Dimow is a Medium-sized village in Sissiborgaon tehsil, Dhemaji district in the Indian state of Assam. It is situated at a distance of 48 km from its district headquarters Dhemaji and 16 km from nearest town Silapathar.

Demographics 
As per 2011 census the total population of the village is 731 out of which 403 are males while 328 are females.

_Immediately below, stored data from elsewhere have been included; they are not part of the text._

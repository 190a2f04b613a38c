//! Domain layer: value objects, entities, the lobby aggregate and the
//! interfaces the outer layers implement.

pub mod entity;
pub mod error;
pub mod lobby;
pub mod notification;
pub mod pusher;
pub mod relay;
pub mod repository;
pub mod value_object;

pub use entity::Participant;
pub use error::{MessagePushError, PairingError, RepositoryError, ValueObjectError};
pub use lobby::{DisconnectOutcome, FindPartnerOutcome, Lobby, LobbyStats, ParticipantState};
pub use notification::Notification;
pub use pusher::{MessagePusher, PusherChannel};
pub use relay::RelayEvent;
pub use repository::{LobbyRepository, LobbyTransaction};
pub use value_object::{
    MessageContent, ParticipantId, SessionToken, SignalingPayload, Timestamp,
};

#[cfg(test)]
pub use pusher::MockMessagePusher;
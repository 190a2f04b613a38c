//! Server execution logic.

use std::{future::Future, sync::Arc, time::Duration};

use axum::{Router, routing::get};
use tokio::net::TcpListener;
use tower_http::trace::TraceLayer;

use super::{
    handler::{get_participant, get_stats, health_check, websocket_handler},
    signal::shutdown_signal,
    state::AppState,
    stats::spawn_stats_reporter,
};

/// Matchmaking server
///
/// This struct owns the shared state and provides methods to build the router
/// and run the server.
///
/// # Example
///
/// ```ignore
/// let server = Server::new(app_state, Some(Duration::from_secs(30)));
/// server.run("127.0.0.1".to_string(), 3000).await?;
/// ```
pub struct Server {
    app_state: Arc<AppState>,
    /// 統計ログの出力間隔（`None` なら出力しない）
    stats_interval: Option<Duration>,
}

impl Server {
    /// Create a new Server instance
    ///
    /// # Arguments
    ///
    /// * `app_state` - Use cases shared by all handlers
    /// * `stats_interval` - Period of the lobby stats log line, `None` to disable it
    pub fn new(app_state: Arc<AppState>, stats_interval: Option<Duration>) -> Self {
        Self {
            app_state,
            stats_interval,
        }
    }

    /// Build the axum router with every endpoint mounted
    pub fn router(&self) -> Router {
        Router::new()
            // WebSocket エンドポイント
            .route("/ws", get(websocket_handler))
            // HTTP エンドポイント
            .route("/api/health", get(health_check))
            .route("/api/stats", get(get_stats))
            .route("/api/participants/{participant_id}", get(get_participant))
            .layer(TraceLayer::new_for_http())
            .with_state(self.app_state.clone())
    }

    /// Serve on an already bound listener until `shutdown` resolves.
    ///
    /// # Errors
    ///
    /// Returns an error if the listener fails while accepting connections.
    pub async fn serve<F>(self, listener: TcpListener, shutdown: F) -> std::io::Result<()>
    where
        F: Future<Output = ()> + Send + 'static,
    {
        let app = self.router();

        let reporter = self.stats_interval.map(|period| {
            spawn_stats_reporter(self.app_state.get_lobby_stats_usecase.clone(), period)
        });

        let result = axum::serve(listener, app)
            .with_graceful_shutdown(shutdown)
            .await;

        if let Some(reporter) = reporter {
            reporter.abort();
        }

        result
    }

    /// Run the matchmaking server
    ///
    /// # Arguments
    ///
    /// * `host` - The host address to bind to (e.g., "127.0.0.1")
    /// * `port` - The port number to bind to (e.g., 3000)
    ///
    /// # Errors
    ///
    /// Returns an error if the server fails to bind to the specified address or
    /// if there's an error during server execution.
    pub async fn run(self, host: String, port: u16) -> Result<(), Box<dyn std::error::Error>> {
        // Bind the server to the host and port
        let bind_addr = format!("{}:{}", host, port);
        let listener = TcpListener::bind(&bind_addr).await?;

        // Start the server
        tracing::info!(
            "Matchmaking server listening on {}",
            listener.local_addr()?
        );
        tracing::info!("Connect to: ws://{}/ws", bind_addr);
        tracing::info!("Press Ctrl+C to shutdown gracefully");

        self.serve(listener, shutdown_signal()).await?;

        tracing::info!("Server shutdown complete");

        Ok(())
    }
}
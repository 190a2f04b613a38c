//! Logging setup utilities for Deai.

use tracing_subscriber::{layer::SubscriberExt, util::SubscriberInitExt};

/// Build the fallback filter directive used when `RUST_LOG` is not set.
///
/// Both the library crate and the binary are enabled at `default_log_level`.
/// Crate names are normalized to their module form (`deai-server` -> `deai_server`).
pub fn default_filter_directive(
    crate_name: &str,
    binary_name: &str,
    default_log_level: &str,
) -> String {
    format!(
        "{}={},{}={}",
        crate_name.replace('-', "_"),
        default_log_level,
        binary_name.replace('-', "_"),
        default_log_level
    )
}

/// Initialize the tracing subscriber with the specified default log level.
///
/// The log level can be overridden using the `RUST_LOG` environment variable.
///
/// # Arguments
///
/// * `crate_name` - The library crate to enable (e.g., "deai-server")
/// * `binary_name` - The name of the binary (e.g., "deai-server")
/// * `default_log_level` - The default log level (e.g., "debug", "info", "warn", "error")
///
/// # Examples
///
/// ```no_run
/// use deai_shared::logger::setup_logger;
///
/// setup_logger("deai-server", "deai-server", "info");
/// ```
pub fn setup_logger(crate_name: &str, binary_name: &str, default_log_level: &str) {
    tracing_subscriber::registry()
        .with(
            tracing_subscriber::EnvFilter::try_from_default_env().unwrap_or_else(|_| {
                default_filter_directive(crate_name, binary_name, default_log_level).into()
            }),
        )
        .with(tracing_subscriber::fmt::layer())
        .init();
}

The average sex ratio of the village is 814 which is lower than the state average of 958. As of 2011, literacy rate of the village was 70.55% compared to state average of 72.19%. Male literacy stands at 82.81% while female literacy rate was at 55.59%.

Banking Service
 Assam Gramin Vikash Bank Dimow Branch
 SBI CSP, Dimow (Kulajan Branch)

Transportation 
Currently NH-52 is well connected to Dimow from other towns of the states and also connecting it with Towns and cities of Assam and Arunachal Pradesh with nearest city being Silapathar sharing its pincode and postal office.
Lilabari airport which falls under the town of Lakhimpur district is the nearest airport from Dimow.

Education 

Schools

Dimow has a number of educational institutions:-
 Chimenmukh Higher Secondary School, Dimow which was established in 1970 which is now the oldest school of the region.
 Don Bosco Society School, Dimow is a private English medium school which was established in 1998.
 Diamond English School, Dimow
 Sankardev Shishu Vidya Niketan, Dimow.
 LMT Public School, Dimow
Colleges

 Dimow Charali/Junior College, Dimow. 
Dhemaji polytechnic college is situated about 7 km away at Simenchapori.

Economy 
Agriculture is the main profession for most of the people in the village.